• _Collected data entries_:
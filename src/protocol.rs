// ==============================================================================
// protocol.rs - WIRE FORMAT
// ------------------------------------------------------------------------------
// Binary frames (bincode, serde mode, standard config):
//   client → server : ClientFrame
//   server → client : ServerFrame
// Text frames (JSON): welcome + per-tick world snapshot.
//
// Quantization:
//   input axes      → i8, round(v * 127), decoded / 127
//   location / vels → i32 whole units (cm, cm/s, deg/s)
//   rotation        → unit quaternion, 4 x f32
// ==============================================================================

use crate::animation::AnimationPose;
use crate::error::CodecError;
use crate::input::{MovementModifiers, VehicleInput};
use crate::math::{Quat, Vec3};
use crate::presets::PresetKind;
use crate::snapshot::VehiclePhysicsState;
use nalgebra::Quaternion;
use serde::{Deserialize, Serialize};
use uuid::Uuid;

// --------------------------------------------------
// Quantized values
// --------------------------------------------------

#[derive(Debug, Clone, Copy, Default, PartialEq, Eq, Serialize, Deserialize)]
pub struct WireInput {
    pub acceleration: i8,
    pub turning: i8,
    pub custom: i8,
    pub custom_flags: u8,
    pub bits: u8, // drift / stabilize
}

fn quantize_axis(v: f32) -> i8 {
    (v.clamp(-1.0, 1.0) * 127.0).round() as i8
}

fn dequantize_axis(v: i8) -> f32 {
    (v as f32 / 127.0).clamp(-1.0, 1.0)
}

impl From<&VehicleInput> for WireInput {
    fn from(input: &VehicleInput) -> Self {
        Self {
            acceleration: quantize_axis(input.acceleration()),
            turning: quantize_axis(input.turning()),
            custom: quantize_axis(input.custom()),
            custom_flags: input.custom_flags(),
            bits: input.internal_bits(),
        }
    }
}

impl From<WireInput> for VehicleInput {
    fn from(wire: WireInput) -> Self {
        let mut input = VehicleInput::default();
        input.set_acceleration(dequantize_axis(wire.acceleration));
        input.set_turning(dequantize_axis(wire.turning));
        input.set_custom(dequantize_axis(wire.custom));
        input.set_custom_flags(wire.custom_flags);
        input.set_internal_bits(wire.bits);
        input
    }
}

#[derive(Debug, Clone, Copy, Default, PartialEq, Eq, Serialize, Deserialize)]
pub struct WireVec(pub [i32; 3]);

impl From<Vec3> for WireVec {
    fn from(v: Vec3) -> Self {
        Self([v.x.round() as i32, v.y.round() as i32, v.z.round() as i32])
    }
}

impl From<WireVec> for Vec3 {
    fn from(v: WireVec) -> Self {
        Vec3::new(v.0[0] as f32, v.0[1] as f32, v.0[2] as f32)
    }
}

/// (i, j, k, w)
#[derive(Debug, Clone, Copy, PartialEq, Serialize, Deserialize)]
pub struct WireQuat(pub [f32; 4]);

impl From<Quat> for WireQuat {
    fn from(q: Quat) -> Self {
        Self([q.i, q.j, q.k, q.w])
    }
}

impl From<WireQuat> for Quat {
    fn from(q: WireQuat) -> Self {
        let [i, j, k, w] = q.0;
        Quat::try_new(Quaternion::new(w, i, j, k), 1.0e-6).unwrap_or_else(Quat::identity)
    }
}

#[derive(Debug, Clone, Copy, PartialEq, Serialize, Deserialize)]
pub struct WireState {
    pub timestamp: f64,
    pub input: WireInput,
    pub location: WireVec,
    pub rotation: WireQuat,
    pub linear_velocity: WireVec,
    pub angular_velocity: WireVec,
    pub modifiers: u8,
}

impl From<&VehiclePhysicsState> for WireState {
    fn from(s: &VehiclePhysicsState) -> Self {
        Self {
            timestamp: s.timestamp,
            input: (&s.input).into(),
            location: s.location.into(),
            rotation: s.rotation.into(),
            linear_velocity: s.linear_velocity.into(),
            angular_velocity: s.angular_velocity.into(),
            modifiers: s.modifiers.bits(),
        }
    }
}

impl From<WireState> for VehiclePhysicsState {
    fn from(w: WireState) -> Self {
        Self {
            timestamp: w.timestamp,
            input: w.input.into(),
            location: w.location.into(),
            rotation: w.rotation.into(),
            linear_velocity: w.linear_velocity.into(),
            angular_velocity: w.angular_velocity.into(),
            modifiers: MovementModifiers::from_bits(w.modifiers),
        }
    }
}

// --------------------------------------------------
// Frames
// --------------------------------------------------

#[derive(Debug, Clone, PartialEq, Serialize, Deserialize)]
pub enum ClientFrame {
    /// `rtt_ms` is the client's own latest round-trip estimate.
    Ping { client_time: f64, rtt_ms: u32 },
    State { vehicle: Uuid, state: WireState },
    Teleport { vehicle: Uuid, location: WireVec, rotation: WireQuat },
}

#[derive(Debug, Clone, PartialEq, Serialize, Deserialize)]
pub enum ServerFrame {
    Pong { client_time: f64, server_time: f64 },
    State { vehicle: Uuid, state: WireState },
    Teleport { vehicle: Uuid, location: WireVec, rotation: WireQuat },
    Spawned { vehicle: Uuid, owner: Option<Uuid> },
    Despawned { vehicle: Uuid },
    MaxSpeedMultiplier { vehicle: Uuid, multiplier: f32 },
}

pub fn encode<T: Serialize>(frame: &T) -> Result<Vec<u8>, CodecError> {
    Ok(bincode::serde::encode_to_vec(frame, bincode::config::standard())?)
}

pub fn decode<T: serde::de::DeserializeOwned>(data: &[u8]) -> Result<T, CodecError> {
    let (frame, _) = bincode::serde::decode_from_slice(data, bincode::config::standard())?;
    Ok(frame)
}

// --------------------------------------------------
// JSON
// --------------------------------------------------

#[derive(Debug, Clone, Serialize, Deserialize)]
#[serde(tag = "type", rename_all = "snake_case")]
pub enum TextFrame {
    Welcome { player_id: Uuid, vehicle_id: Uuid },
}

#[derive(Debug, Clone, Serialize)]
pub struct VehicleView {
    pub id: Uuid,
    pub owner: Option<Uuid>,
    pub preset: PresetKind,
    pub position: [f32; 3],
    pub rotation: [f32; 4],
    pub speed: f32,
    pub pose: AnimationPose,
}

#[derive(Debug, Clone, Serialize)]
pub struct WorldSnapshot {
    #[serde(rename = "type")]
    pub kind: &'static str,
    pub tick: u64,
    pub vehicles: Vec<VehicleView>,
}

impl WorldSnapshot {
    pub fn new(tick: u64, vehicles: Vec<VehicleView>) -> Self {
        Self { kind: "snapshot", tick, vehicles }
    }

    pub fn to_json(&self) -> Result<String, CodecError> {
        Ok(serde_json::to_string(self)?)
    }
}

• _Your instructions_: The records must be reproduced in full. Nothing should differ.

• _Answer for the task_:
filename src/protocol.rs
// ==============================================================================
// protocol.rs - WIRE FORMAT
// ------------------------------------------------------------------------------
// Binary frames (bincode, serde mode, standard config):
//   client → server : ClientFrame
//   server → client : ServerFrame
// Text frames (JSON): welcome + per-tick world snapshot.
//
// Quantization:
//   input axes      → i8, round(v * 127), decoded / 127
//   location / vels → i32 whole units (cm, cm/s, deg/s)
//   rotation        → unit quaternion, 4 x f32
// ==============================================================================

use crate::animation::AnimationPose;
use crate::error::CodecError;
use crate::input::{MovementModifiers, VehicleInput};
use crate::math::{Quat, Vec3};
use crate::presets::PresetKind;
use crate::snapshot::VehiclePhysicsState;
use nalgebra::Quaternion;
use serde::{Deserialize, Serialize};
use uuid::Uuid;

// --------------------------------------------------
// Quantized values
// --------------------------------------------------

#[derive(Debug, Clone, Copy, Default, PartialEq, Eq, Serialize, Deserialize)]
pub struct WireInput {
    pub acceleration: i8,
    pub turning: i8,
    pub custom: i8,
    pub custom_flags: u8,
    pub bits: u8, // drift / stabilize
}

fn quantize_axis(v: f32) -> i8 {
    (v.clamp(-1.0, 1.0) * 127.0).round() as i8
}

fn dequantize_axis(v: i8) -> f32 {
    (v as f32 / 127.0).clamp(-1.0, 1.0)
}

impl From<&VehicleInput> for WireInput {
    fn from(input: &VehicleInput) -> Self {
        Self {
            acceleration: quantize_axis(input.acceleration()),
            turning: quantize_axis(input.turning()),
            custom: quantize_axis(input.custom()),
            custom_flags: input.custom_flags(),
            bits: input.internal_bits(),
        }
    }
}

impl From<WireInput> for VehicleInput {
    fn from(wire: WireInput) -> Self {
        let mut input = VehicleInput::default();
        input.set_acceleration(dequantize_axis(wire.acceleration));
        input.set_turning(dequantize_axis(wire.turning));
        input.set_custom(dequantize_axis(wire.custom));
        input.set_custom_flags(wire.custom_flags);
        input.set_internal_bits(wire.bits);
        input
    }
}

#[derive(Debug, Clone, Copy, Default, PartialEq, Eq, Serialize, Deserialize)]
pub struct WireVec(pub [i32; 3]);

impl From<Vec3> for WireVec {
    fn from(v: Vec3) -> Self {
        Self([v.x.round() as i32, v.y.round() as i32, v.z.round() as i32])
    }
}

impl From<WireVec> for Vec3 {
    fn from(v: WireVec) -> Self {
        Vec3::new(v.0[0] as f32, v.0[1] as f32, v.0[2] as f32)
    }
}

/// (i, j, k, w)
#[derive(Debug, Clone, Copy, PartialEq, Serialize, Deserialize)]
pub struct WireQuat(pub [f32; 4]);

impl From<Quat> for WireQuat {
    fn from(q: Quat) -> Self {
        Self([q.i, q.j, q.k, q.w])
    }
}

impl From<WireQuat> for Quat {
    fn from(q: WireQuat) -> Self {
        let [i, j, k, w] = q.0;
        Quat::try_new(Quaternion::new(w, i, j, k), 1.0e-6).unwrap_or_else(Quat::identity)
    }
}

#[derive(Debug, Clone, Copy, PartialEq, Serialize, Deserialize)]
pub struct WireState {
    pub timestamp: f64,
    pub input: WireInput,
    pub location: WireVec,
    pub rotation: WireQuat,
    pub linear_velocity: WireVec,
    pub angular_velocity: WireVec,
    pub modifiers: u8,
}

impl From<&VehiclePhysicsState> for WireState {
    fn from(s: &VehiclePhysicsState) -> Self {
        Self {
            timestamp: s.timestamp,
            input: (&s.input).into(),
            location: s.location.into(),
            rotation: s.rotation.into(),
            linear_velocity: s.linear_velocity.into(),
            angular_velocity: s.angular_velocity.into(),
            modifiers: s.modifiers.bits(),
        }
    }
}

impl From<WireState> for VehiclePhysicsState {
    fn from(w: WireState) -> Self {
        Self {
            timestamp: w.timestamp,
            input: w.input.into(),
            location: w.location.into(),
            rotation: w.rotation.into(),
            linear_velocity: w.linear_velocity.into(),
            angular_velocity: w.angular_velocity.into(),
            modifiers: MovementModifiers::from_bits(w.modifiers),
        }
    }
}

// --------------------------------------------------
// Frames
// --------------------------------------------------

#[derive(Debug, Clone, PartialEq, Serialize, Deserialize)]
pub enum ClientFrame {
    /// `rtt_ms` is the client's own latest round-trip estimate.
    Ping { client_time: f64, rtt_ms: u32 },
    State { vehicle: Uuid, state: WireState },
    Teleport { vehicle: Uuid, location: WireVec, rotation: WireQuat },
}

#[derive(Debug, Clone, PartialEq, Serialize, Deserialize)]
pub enum ServerFrame {
    Pong { client_time: f64, server_time: f64 },
    State { vehicle: Uuid, state: WireState },
    Teleport { vehicle: Uuid, location: WireVec, rotation: WireQuat },
    Spawned { vehicle: Uuid, owner: Option<Uuid> },
    Despawned { vehicle: Uuid },
    MaxSpeedMultiplier { vehicle: Uuid, multiplier: f32 },
}

pub fn encode<T: Serialize>(frame: &T) -> Result<Vec<u8>, CodecError> {
    Ok(bincode::serde::encode_to_vec(frame, bincode::config::standard())?)
}

pub fn decode<T: serde::de::DeserializeOwned>(data: &[u8]) -> Result<T, CodecError> {
    let (frame, _) = bincode::serde::decode_from_slice(data, bincode::config::standard())?;
    Ok(frame)
}

// --------------------------------------------------
// JSON
// --------------------------------------------------

#[derive(Debug, Clone, Serialize, Deserialize)]
#[serde(tag = "type", rename_all = "snake_case")]
pub enum TextFrame {
    Welcome { player_id: Uuid, vehicle_id: Uuid },
}

#[derive(Debug, Clone, Serialize)]
pub struct VehicleView {
    pub id: Uuid,
    pub owner: Option<Uuid>,
    pub preset: PresetKind,
    pub position: [f32; 3],
    pub rotation: [f32; 4],
    pub speed: f32,
    pub pose: AnimationPose,
}

#[derive(Debug, Clone, Serialize)]
pub struct WorldSnapshot {
    #[serde(rename = "type")]
    pub kind: &'static str,
    pub tick: u64,
    pub vehicles: Vec<VehicleView>,
}

impl WorldSnapshot {
    pub fn new(tick: u64, vehicles: Vec<VehicleView>) -> Self {
        Self { kind: "snapshot", tick, vehicles }
    }

    pub fn to_json(&self) -> Result<String, CodecError> {
        Ok(serde_json::to_string(self)?)
    }
}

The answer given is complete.